> _DESCRIPTION OF THE TASK_:
From the first line of the data below, copy each line up to the one containing "pub struct Location", and include that line too.

> _MATERIALS PROVIDED_:
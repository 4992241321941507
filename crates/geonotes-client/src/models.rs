// ABOUTME: Data models for geonotes-client
// ABOUTME: Note, NoteDraft, Location, and the tolerant wire record the API returns

use crate::error::{NotesError, Result};
use chrono::{DateTime, Utc};
use serde::{Deserialize, Serialize};

/// A GPS coordinate attached to a note.
///
/// Serialized as `{"lat": .., "lng": ..}`; `latitude`/`longitude` are accepted
/// when decoding.
#[derive(Debug, Clone, Copy, PartialEq, Serialize, Deserialize)]
pub struct Location {
    #[serde(rename = "lat", alias = "latitude")]
    pub latitude: f64,
    #[serde(rename = "lng", alias = "longitude")]
    pub longitude: f64,
}

impl Location {
    pub fn new(latitude: f64, longitude: f64) -> Self {
        Self {
            latitude,
            longitude,
        }
    }

    /// Finite and within the WGS84 ranges.
    pub fn is_valid(&self) -> bool {
        self.latitude.is_finite()
            && self.longitude.is_finite()
            && (-90.0..=90.0).contains(&self.latitude)
            && (-180.0..=180.0).contains(&self.longitude)
    }
}

impl std::fmt::Display for Location {
    fn fmt(&self, f: &mut std::fmt::Formatter<'_>) -> std::fmt::Result {
        write!(f, "{:.5}, {:.5}", self.latitude, self.longitude)
    }
}

/// A note as held by the store
#[derive(Debug, Clone, PartialEq, Serialize, Deserialize)]
#[serde(rename_all = "camelCase")]
pub struct Note {
    pub id: String,
    pub title: String,
    #[serde(default)]
    pub description: String,
    #[serde(default, with = "empty_as_none")]
    pub photo_uri: Option<String>,
    #[serde(default)]
    pub location: Option<Location>,
    #[serde(with = "iso_millis")]
    pub created_at: DateTime<Utc>,
}

/// The user-editable part of a note, submitted to create and update
#[derive(Debug, Clone, Default, PartialEq, Serialize)]
#[serde(rename_all = "camelCase")]
pub struct NoteDraft {
    pub title: String,
    pub description: String,
    #[serde(with = "empty_as_none")]
    pub photo_uri: Option<String>,
    pub location: Option<Location>,
}

impl NoteDraft {
    pub fn new(title: impl Into<String>) -> Self {
        Self {
            title: title.into(),
            ..Self::default()
        }
    }

    pub fn with_description(mut self, description: impl Into<String>) -> Self {
        self.description = description.into();
        self
    }

    pub fn with_photo(mut self, photo_uri: impl Into<String>) -> Self {
        self.photo_uri = Some(photo_uri.into());
        self
    }

    pub fn with_location(mut self, location: Location) -> Self {
        self.location = Some(location);
        self
    }

    /// Seed an edit form from an existing note.
    pub fn from_note(note: &Note) -> Self {
        Self {
            title: note.title.clone(),
            description: note.description.clone(),
            photo_uri: note.photo_uri.clone(),
            location: note.location,
        }
    }

    /// Trimmed copy of the draft, or `Validation` if it cannot be submitted.
    pub fn validated(&self) -> Result<NoteDraft> {
        let title = self.title.trim();
        if title.is_empty() {
            return Err(NotesError::Validation("title is required".into()));
        }
        if let Some(loc) = self.location {
            if !loc.is_valid() {
                return Err(NotesError::Validation(format!(
                    "location out of range: {}, {}",
                    loc.latitude, loc.longitude
                )));
            }
        }

        Ok(NoteDraft {
            title: title.to_string(),
            description: self.description.trim().to_string(),
            photo_uri: self
                .photo_uri
                .as_deref()
                .map(str::trim)
                .filter(|p| !p.is_empty())
                .map(str::to_string),
            location: self.location,
        })
    }
}

/// Request body for POST and PUT: the full note minus its id.
#[derive(Debug, Serialize)]
#[serde(rename_all = "camelCase")]
pub(crate) struct NoteBody<'a> {
    #[serde(flatten)]
    pub draft: &'a NoteDraft,
    #[serde(with = "iso_millis")]
    pub created_at: DateTime<Utc>,
}

/// Server ids may arrive as strings or as json-server style integers.
#[derive(Debug, Clone, Deserialize)]
#[serde(untagged)]
enum RawId {
    Text(String),
    Number(serde_json::Number),
}

impl RawId {
    fn into_string(self) -> String {
        match self {
            RawId::Text(s) => s,
            RawId::Number(n) => n.to_string(),
        }
    }
}

/// A note as the server sent it; every field the backend might drop is optional.
#[derive(Debug, Clone, Deserialize)]
#[serde(rename_all = "camelCase")]
pub(crate) struct NoteRecord {
    #[serde(default)]
    id: Option<RawId>,
    #[serde(default)]
    title: String,
    #[serde(default)]
    description: String,
    #[serde(default, with = "empty_as_none")]
    photo_uri: Option<String>,
    #[serde(default)]
    location: Option<Location>,
    #[serde(default, deserialize_with = "iso_millis::deserialize_opt")]
    created_at: Option<DateTime<Utc>>,
}

impl NoteRecord {
    /// Finish a record returned by create or update.
    ///
    /// A missing id gets a generated one; a missing timestamp falls back to
    /// the one the client submitted.
    pub(crate) fn into_written(self, sent_at: DateTime<Utc>) -> Result<Note> {
        let id = match self.id.map(RawId::into_string).filter(|id| !id.is_empty()) {
            Some(id) => id,
            None => {
                let generated = uuid::Uuid::new_v4().to_string();
                tracing::warn!(id = %generated, "server returned no id, using client-generated id");
                generated
            }
        };
        let created_at = self.created_at.unwrap_or(sent_at);
        let title = checked_title(&id, self.title)?;

        Ok(Note {
            id,
            title,
            description: self.description,
            photo_uri: self.photo_uri,
            location: self.location,
            created_at,
        })
    }

    /// Finish a record returned by list; both id and timestamp are required.
    pub(crate) fn into_listed(self) -> Result<Note> {
        let id = self
            .id
            .map(RawId::into_string)
            .filter(|id| !id.is_empty())
            .ok_or_else(|| NotesError::MalformedResponse("listed note has no id".into()))?;
        let created_at = self
            .created_at
            .ok_or_else(|| NotesError::MalformedResponse(format!("note {id} has no createdAt")))?;
        let title = checked_title(&id, self.title)?;

        Ok(Note {
            id,
            title,
            description: self.description,
            photo_uri: self.photo_uri,
            location: self.location,
            created_at,
        })
    }
}

/// The store never holds a note without a title.
fn checked_title(id: &str, title: String) -> Result<String> {
    if title.trim().is_empty() {
        return Err(NotesError::MalformedResponse(format!(
            "note {id} has an empty title"
        )));
    }
    Ok(title)
}

/// Stable sort, most recent first. Equal timestamps keep their order.
pub fn sort_newest_first(notes: &mut [Note]) {
    notes.sort_by(|a, b| b.created_at.cmp(&a.created_at));
}

/// `Option<String>` that travels as `""` when absent.
mod empty_as_none {
    use serde::{Deserialize, Deserializer, Serializer};

    pub fn serialize<S: Serializer>(value: &Option<String>, s: S) -> Result<S::Ok, S::Error> {
        s.serialize_str(value.as_deref().unwrap_or(""))
    }

    pub fn deserialize<'de, D: Deserializer<'de>>(d: D) -> Result<Option<String>, D::Error> {
        let raw: Option<String> = Option::deserialize(d)?;
        Ok(raw.filter(|s| !s.trim().is_empty()))
    }
}

/// RFC 3339 timestamps with millisecond precision and a `Z` suffix.
mod iso_millis {
    use chrono::{DateTime, SecondsFormat, Utc};
    use serde::{de::Error, Deserialize, Deserializer, Serializer};

    pub fn serialize<S: Serializer>(value: &DateTime<Utc>, s: S) -> Result<S::Ok, S::Error> {
        s.serialize_str(&value.to_rfc3339_opts(SecondsFormat::Millis, true))
    }

    fn parse<E: Error>(raw: &str) -> Result<DateTime<Utc>, E> {
        DateTime::parse_from_rfc3339(raw)
            .map(|dt| dt.with_timezone(&Utc))
            .map_err(|e| E::custom(format!("invalid timestamp {raw:?}: {e}")))
    }

    pub fn deserialize<'de, D: Deserializer<'de>>(d: D) -> Result<DateTime<Utc>, D::Error> {
        let raw = String::deserialize(d)?;
        parse(&raw)
    }

    pub fn deserialize_opt<'de, D: Deserializer<'de>>(
        d: D,
    ) -> Result<Option<DateTime<Utc>>, D::Error> {
        match Option::<String>::deserialize(d)? {
            Some(raw) if !raw.trim().is_empty() => parse(&raw).map(Some),
            _ => Ok(None),
        }
    }
}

> _RESULT FOR THIS TASK_:
repository 4992241321941507
filename crates/geonotes-client/src/models.rs
// ABOUTME: Data models for geonotes-client
// ABOUTME: Note, NoteDraft, Location, and the tolerant wire record the API returns

use crate::error::{NotesError, Result};
use chrono::{DateTime, Utc};
use serde::{Deserialize, Serialize};

/// A GPS coordinate attached to a note.
///
/// Serialized as `{"lat": .., "lng": ..}`; `latitude`/`longitude` are accepted
/// when decoding.
#[derive(Debug, Clone, Copy, PartialEq, Serialize, Deserialize)]
pub struct Location {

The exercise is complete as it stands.